- Task details
Would you please output only the lines from the one containing "let mut last_distance" through the end of the entries below, exactly as written?

- Dataset extract
use crate::models::Vec3;

/// Smoothing factor for the gravity low-pass filter.
pub const GRAVITY_ALPHA: f64 = 0.1;

/// Exponential moving-average gravity estimator.
///
/// `g' = α·a + (1-α)·g` per axis. The first sample seeds the estimate so a cold
/// start does not read as a large linear acceleration.
#[derive(Debug, Clone)]
pub struct GravityEstimator {
    alpha: f64,
    estimate: Option<Vec3>,
}

impl GravityEstimator {
    pub fn new() -> Self {
        Self::with_alpha(GRAVITY_ALPHA)
    }

    pub fn with_alpha(alpha: f64) -> Self {
        Self {
            alpha: alpha.clamp(f64::EPSILON, 1.0),
            estimate: None,
        }
    }

    /// Start from a known estimate instead of seeding from the first sample.
    pub fn with_initial(alpha: f64, initial: Vec3) -> Self {
        Self {
            estimate: Some(initial),
            ..Self::with_alpha(alpha)
        }
    }

    /// Fold one acceleration reading into the estimate and return it.
    pub fn update(&mut self, accel: Vec3) -> Vec3 {
        let next = match self.estimate {
            Some(g) => Vec3::new(
                self.alpha * accel.x + (1.0 - self.alpha) * g.x,
                self.alpha * accel.y + (1.0 - self.alpha) * g.y,
                self.alpha * accel.z + (1.0 - self.alpha) * g.z,
            ),
            None => accel,
        };
        self.estimate = Some(next);
        next
    }

    pub fn estimate(&self) -> Option<Vec3> {
        self.estimate
    }

    pub fn reset(&mut self) {
        self.estimate = None;
    }
}

impl Default for GravityEstimator {
    fn default() -> Self {
        Self::new()
    }
}

#[cfg(test)]
mod tests {
    use super::*;

    #[test]
    fn first_sample_seeds_estimate() {
        let mut estimator = GravityEstimator::new();
        assert_eq!(estimator.estimate(), None);
        let g = estimator.update(Vec3::new(0.0, 0.0, 9.81));
        assert_eq!(g, Vec3::new(0.0, 0.0, 9.81));
    }

    #[test]
    fn applies_smoothing_factor() {
        let mut estimator = GravityEstimator::with_initial(0.1, Vec3::new(0.0, 0.0, 0.0));
        let g = estimator.update(Vec3::new(10.0, -10.0, 5.0));
        assert!((g.x - 1.0).abs() < 1e-12);
        assert!((g.y + 1.0).abs() < 1e-12);
        assert!((g.z - 0.5).abs() < 1e-12);
    }

    #[test]
    fn converges_monotonically_to_constant_input() {
        let target = Vec3::new(0.3, -9.7, 1.2);
        let mut estimator = GravityEstimator::with_initial(GRAVITY_ALPHA, Vec3::new(5.0, 5.0, 5.0));

        let mut last_distance = f64::INFINITY;
        for _ in 0..200 {
            let distance = estimator.update(target).distance(&target);
            assert!(distance < last_distance);
            last_distance = distance;
        }
        assert!(last_distance < 1e-6);
    }

    #[test]
    fn reset_forgets_estimate() {
        let mut estimator = GravityEstimator::new();
        estimator.update(Vec3::new(1.0, 2.0, 3.0));
        estimator.reset();
        assert_eq!(estimator.estimate(), None);
    }
}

- Solved problem
        let mut last_distance = f64::INFINITY;
        for _ in 0..200 {
            let distance = estimator.update(target).distance(&target);
            assert!(distance < last_distance);
            last_distance = distance;
        }
        assert!(last_distance < 1e-6);
    }

    #[test]
    fn reset_forgets_estimate() {
        let mut estimator = GravityEstimator::new();
        estimator.update(Vec3::new(1.0, 2.0, 3.0));
        estimator.reset();
        assert_eq!(estimator.estimate(), None);
    }
}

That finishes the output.